The expected answer comprises all lines from the entries that contain the string "recorded".

Given data:
:::::

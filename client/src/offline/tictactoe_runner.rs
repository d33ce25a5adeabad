use std::io::{self, BufRead, Write};
use std::time::Duration;

use tictacpro_common::games::MoveRng;
use tictacpro_common::games::tictactoe::{
    BotInput, Difficulty, GameState, IllegalMove, Mark, calculate_move,
};
use tictacpro_common::log;

use crate::config::{GameMode, TicTacToeMatchConfig};
use crate::input::{GameCommand, parse_game_command};
use crate::render::{render_game, render_stats};
use crate::scoreboard::Scoreboard;

pub struct MatchSettings {
    pub mode: GameMode,
    pub difficulty: Difficulty,
    pub computer_mark: Mark,
    pub bot_move_delay: Duration,
}

impl MatchSettings {
    pub fn new(mode: GameMode, cfg: &TicTacToeMatchConfig) -> Self {
        Self {
            mode,
            difficulty: cfg.difficulty,
            computer_mark: cfg.computer_mark,
            bot_move_delay: Duration::from_millis(cfg.bot_move_delay_ms),
        }
    }

    fn is_computer_turn(&self, state: &GameState) -> bool {
        self.mode == GameMode::HumanVsComputer && state.current_mark() == self.computer_mark
    }
}

#[derive(Debug, Clone, Copy, PartialEq, Eq)]
pub enum RunnerExit {
    BackToMenu,
    InputClosed,
}

pub fn run_tictactoe_game<R: BufRead, W: Write>(
    input: &mut R,
    output: &mut W,
    settings: &MatchSettings,
    scoreboard: &mut Scoreboard,
    rng: &mut MoveRng,
) -> io::Result<RunnerExit> {
    let mut state = GameState::new();
    let mut recorded = false;

    log!("Starting {} game (difficulty {}, seed {})", settings.mode, settings.difficulty, rng.seed());
    write!(output, "{}", render_game(&state))?;

    loop {
        if state.is_over() {
            if !recorded {
                scoreboard.record(state.board());
                recorded = true;
                log!("Game finished: {:?} after {} moves", state.outcome(), state.board().move_count());
                writeln!(output, "Enter r to play again, s for stats, q for the menu.")?;
            }
        } else if settings.is_computer_turn(&state) {
            let index = play_computer_turn(&mut state, settings, rng)?;
            writeln!(output, "Computer plays {}", index + 1)?;
            write!(output, "{}", render_game(&state))?;
            continue;
        }

        write!(output, "> ")?;
        output.flush()?;

        let mut line = String::new();
        if input.read_line(&mut line)? == 0 {
            return Ok(RunnerExit::InputClosed);
        }

        match parse_game_command(&line) {
            Err(message) => writeln!(output, "{}", message)?,
            Ok(GameCommand::Quit) => return Ok(RunnerExit::BackToMenu),
            Ok(GameCommand::Stats) => write!(output, "{}", render_stats(scoreboard))?,
            Ok(GameCommand::Reset) => {
                state.reset();
                recorded = false;
                log!("Board reset");
                write!(output, "{}", render_game(&state))?;
            }
            Ok(GameCommand::Place(index)) => match state.place_mark(index) {
                Ok(_) => write!(output, "{}", render_game(&state))?,
                Err(err) => writeln!(output, "{}", describe_illegal_move(err))?,
            },
        }
    }
}

fn play_computer_turn(
    state: &mut GameState,
    settings: &MatchSettings,
    rng: &mut MoveRng,
) -> io::Result<usize> {
    if !settings.bot_move_delay.is_zero() {
        std::thread::sleep(settings.bot_move_delay);
    }

    let index = calculate_move(settings.difficulty, BotInput::from_game_state(state), rng)
        .map_err(io::Error::other)?;
    state.place_mark(index).map_err(io::Error::other)?;

    log!("Computer ({}) played cell {}", settings.difficulty, index + 1);
    Ok(index)
}

fn describe_illegal_move(err: IllegalMove) -> String {
    match err {
        IllegalMove::CellOccupied { index } => format!("Cell {} is already taken", index + 1),
        IllegalMove::GameOver => "Game over. Enter r to play again.".to_string(),
        other => other.to_string(),
    }
}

:::::

Result:
    let mut recorded = false;
            if !recorded {
                recorded = true;
                recorded = false;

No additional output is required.